問題

方針
「送電線の誘導障害」に関する問題です。(平成18年問6と同じ問題ですが、選択肢の順番が違います)
「静電誘導障害電圧」「電磁誘導障害電圧」「誘導障害の対策」より考えたいと思います。
解法
「静電誘導障害電圧」
送電線と通信線や人間などの導電体が接近している場合、送電線および導電体と大地間の静電容量によって導電体に電圧が生じる。
静電誘導電圧は送電線の対地電圧に比例する。
「電磁誘導障害電圧」
送電線と通信線が接近し並行している場合で、送電線に1線地絡や各相不均衡による零相電流が流れた時に、その磁界の電磁誘導の相互インダクタンスによって通信線に電圧が生じる。
電磁誘導電圧は零相電流に比例する。
「誘導障害の対策」
- 距離を離す、電力線と通信線の間に導電率の大きい遮へい線を接地する。(静電誘導対策、電磁誘導対策)

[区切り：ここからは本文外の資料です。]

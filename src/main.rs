use clap::{Parser, Subcommand};
use keycloak::api::UserQuery;
use keycloak::{Client, ClientConfig, KeycloakError, RequestContext};
use std::io::{self, Write};
use std::process::ExitCode;
use std::time::Duration;
use tracing_subscriber::EnvFilter;

#[derive(Debug, thiserror::Error)]
enum CliError {
    #[error(transparent)]
    Keycloak(#[from] KeycloakError),

    #[error("failed to read input: {0}")]
    Prompt(#[from] io::Error),

    #[error("no credentials: pass --client-secret for a service account or --admin-user")]
    MissingCredentials,

    #[error("failed to render output: {0}")]
    Render(#[from] serde_json::Error),
}

/// Small administration tool on top of the Keycloak REST API.
#[derive(Debug, Parser)]
#[command(name = "keycloakctl", version, about)]
struct Cli {
    /// Base URL of the Keycloak server.
    #[arg(long, env = "KEYCLOAK_URL")]
    url: String,

    /// Realm to operate on.
    #[arg(long, env = "KEYCLOAK_REALM", default_value = "master")]
    realm: String,

    #[arg(long, env = "KEYCLOAK_CLIENT_ID", default_value = "admin-cli")]
    client_id: String,

    /// Makes the client confidential. Without an admin user this selects
    /// service account mode.
    #[arg(long, env = "KEYCLOAK_CLIENT_SECRET")]
    client_secret: Option<String>,

    #[arg(long, env = "KEYCLOAK_ADMIN_USER")]
    admin_user: Option<String>,

    /// Prompted for when an admin user is given without one.
    #[arg(long, env = "KEYCLOAK_ADMIN_PASSWORD", hide_env_values = true)]
    admin_password: Option<String>,

    /// Request the offline_access scope.
    #[arg(long, env = "KEYCLOAK_OFFLINE_ACCESS")]
    offline_access: bool,

    /// Per-request timeout in seconds.
    #[arg(long, default_value_t = 30)]
    timeout: u64,

    #[command(subcommand)]
    command: Command,
}

#[derive(Debug, Subcommand)]
enum Command {
    /// Obtain an admin token and show who it belongs to.
    Token,
    /// List users, optionally filtered.
    Users {
        #[arg(long)]
        search: Option<String>,
        #[arg(long)]
        max: Option<u32>,
    },
    /// Show a single user.
    User { id: String },
    /// Delete a user.
    DeleteUser { id: String },
}

impl Cli {
    fn client_config(&self) -> Result<ClientConfig, CliError> {
        let config = match (&self.client_secret, &self.admin_user) {
            (Some(secret), None) => ClientConfig::service_account(
                &self.url,
                &self.realm,
                self.offline_access,
                &self.client_id,
                secret,
            ),
            (Some(secret), Some(admin)) => ClientConfig::confidential_admin(
                &self.url,
                &self.realm,
                self.offline_access,
                &self.client_id,
                secret,
                admin,
                self.admin_password()?,
            ),
            (None, Some(admin)) => ClientConfig::public_admin(
                &self.url,
                &self.realm,
                self.offline_access,
                &self.client_id,
                admin,
                self.admin_password()?,
            ),
            (None, None) => return Err(CliError::MissingCredentials),
        };
        Ok(config)
    }

    fn admin_password(&self) -> io::Result<String> {
        match &self.admin_password {
            Some(password) => Ok(password.clone()),
            None => interactive_prompt("the admin password"),
        }
    }
}

/// Quick and dirty function to read input from the user.
fn interactive_prompt(prompt_type: &str) -> io::Result<String> {
    let mut response = String::new();
    print!("Please enter {prompt_type}: ");
    io::stdout().flush()?;
    io::stdin().read_line(&mut response)?;

    Ok(response.trim_end_matches(['\r', '\n']).to_string())
}

async fn run(cli: Cli) -> Result<(), CliError> {
    let client = Client::new(cli.client_config()?, None)?;
    let ctx = RequestContext::background().with_timeout(Duration::from_secs(cli.timeout));

    match cli.command {
        Command::Token => {
            let grant = keycloak::AccessGrantRequest::for_admin(client.config());
            let token = client.authentication.get_oidc_token(&ctx, &grant).await?;
            let claims = token.claims()?;
            println!("subject:    {}", claims.sub);
            println!("client:     {}", claims.azp);
            if let Some(username) = claims.preferred_username {
                println!("username:   {username}");
            }
            println!("expires in: {}s", token.expires_in);
        }
        Command::Users { search, max } => {
            let query = UserQuery {
                search,
                max,
                ..UserQuery::default()
            };
            let users = client.admin_user.get_users(&ctx, &query).await?;
            for user in users {
                println!(
                    "{}\t{}\t{}",
                    user.id.unwrap_or_default(),
                    user.username,
                    user.email.unwrap_or_default()
                );
            }
        }
        Command::User { id } => {
            let user = client.admin_user.get_user(&ctx, &id).await?;
            println!("{}", serde_json::to_string_pretty(&user)?);
        }
        Command::DeleteUser { id } => {
            client.admin_user.delete_user(&ctx, &id).await?;
            println!("deleted {id}");
        }
    }

    Ok(())
}

#[tokio::main]
async fn main() -> ExitCode {
    tracing_subscriber::fmt()
        .with_env_filter(EnvFilter::from_default_env())
        .with_writer(io::stderr)
        .init();

    match run(Cli::parse()).await {
        Ok(()) => ExitCode::SUCCESS,
        Err(err) => {
            eprintln!("error: {err}");
            ExitCode::FAILURE
        }
    }
}
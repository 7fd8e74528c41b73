use reqwest::Method;
use serde::de::DeserializeOwned;
use serde::Serialize;
use std::io::Write;
use std::sync::Arc;
use url::Url;

use super::http_client::{Core, RequestHeaders, Response};
use super::{ClientConfig, KeycloakError, OidcToken, RequestContext};
use crate::api::{AdminUserService, AuthenticationService};

/// Manages communication with Keycloak.
///
/// Cloning is cheap; clones share configuration and transport. Each
/// service holds its own handle on the same shared state.
#[derive(Debug, Clone)]
pub struct Client {
    core: Arc<Core>,
    pub authentication: AuthenticationService,
    pub admin_user: AdminUserService,
}

impl Client {
    /// Creates a client. Without an explicit `http` client, a process-wide
    /// default transport is used.
    pub fn new(config: ClientConfig, http: Option<reqwest::Client>) -> Result<Self, KeycloakError> {
        let core = Arc::new(Core::new(config, http)?);
        Ok(Self {
            authentication: AuthenticationService::new(Arc::clone(&core)),
            admin_user: AdminUserService::new(Arc::clone(&core)),
            core,
        })
    }

    pub fn config(&self) -> &ClientConfig {
        &self.core.config
    }

    pub fn base_url(&self) -> &Url {
        &self.core.base_url
    }

    pub fn realm(&self) -> &str {
        &self.core.config.realm
    }

    pub fn client_id(&self) -> &str {
        self.core.config.client_id()
    }

    pub fn client_secret(&self) -> &str {
        self.core.config.client_secret()
    }

    pub fn admin_account(&self) -> &str {
        self.core.config.admin_account()
    }

    pub fn admin_pass(&self) -> &str {
        self.core.config.admin_pass()
    }

    /// The last admin token fetched, or an empty token if none was yet.
    pub fn admin_oidc(&self) -> OidcToken {
        self.core.admin_oidc()
    }

    /// Builds a request for `path`, relative to the base URL.
    ///
    /// With `is_admin_request`, a fresh admin token is fetched first and
    /// sent as `Authorization: Bearer`, replacing any authorization hint.
    pub async fn new_request<B: Serialize + ?Sized>(
        &self,
        method: Method,
        path: &str,
        body: Option<&B>,
        headers: &RequestHeaders,
        is_admin_request: bool,
    ) -> Result<reqwest::Request, KeycloakError> {
        self.core
            .new_request(method, path, body, headers, is_admin_request)
            .await
    }

    /// Sends a request and discards any success body.
    pub async fn execute(
        &self,
        ctx: &RequestContext,
        request: reqwest::Request,
    ) -> Result<Response, KeycloakError> {
        self.core.execute(ctx, request).await
    }

    /// Sends a request and decodes the JSON success body into `target`.
    pub async fn execute_json<T: DeserializeOwned>(
        &self,
        ctx: &RequestContext,
        request: reqwest::Request,
        target: &mut T,
    ) -> Result<Response, KeycloakError> {
        self.core.execute_json(ctx, request, target).await
    }

    /// Sends a request and copies the raw success body into `sink`.
    pub async fn execute_into<W: Write + ?Sized>(
        &self,
        ctx: &RequestContext,
        request: reqwest::Request,
        sink: &mut W,
    ) -> Result<Response, KeycloakError> {
        self.core.execute_into(ctx, request, sink).await
    }
}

- 送電線をねん架して誘導電圧のベクトル和を0にして各相の不均衡を解消する。(静電誘導対策、電磁誘導対策)
- 通信線への通信用避雷器の設置、金属遮へい層付き通信ケーブル(同軸)、光ケーブルを使用する。(電磁誘導対策)
- 高抵抗接地または非接地で地絡電流を流さない、地絡電流を高速度で遮断する。(電磁誘導対策)
(ア) 送電線の対地電圧に比例する「静電誘導」障害となります。
(イ) 電磁誘導障害は、送電線と通信線の「相互インダクタンス」による障害となります。
(ウ) 各相不均衡による零相電流に比例する「電磁誘導」障害となります。
(エ) ねん架は、誘導電圧の「ベクトルの和」を0にして各相の不均衡を解消する対策となります。
(オ) 各相不均衡による零相電流の発生する「1線地絡」「2線地絡」となります。
解答
(ア)~(オ)すべてを満たすのは(3)となります。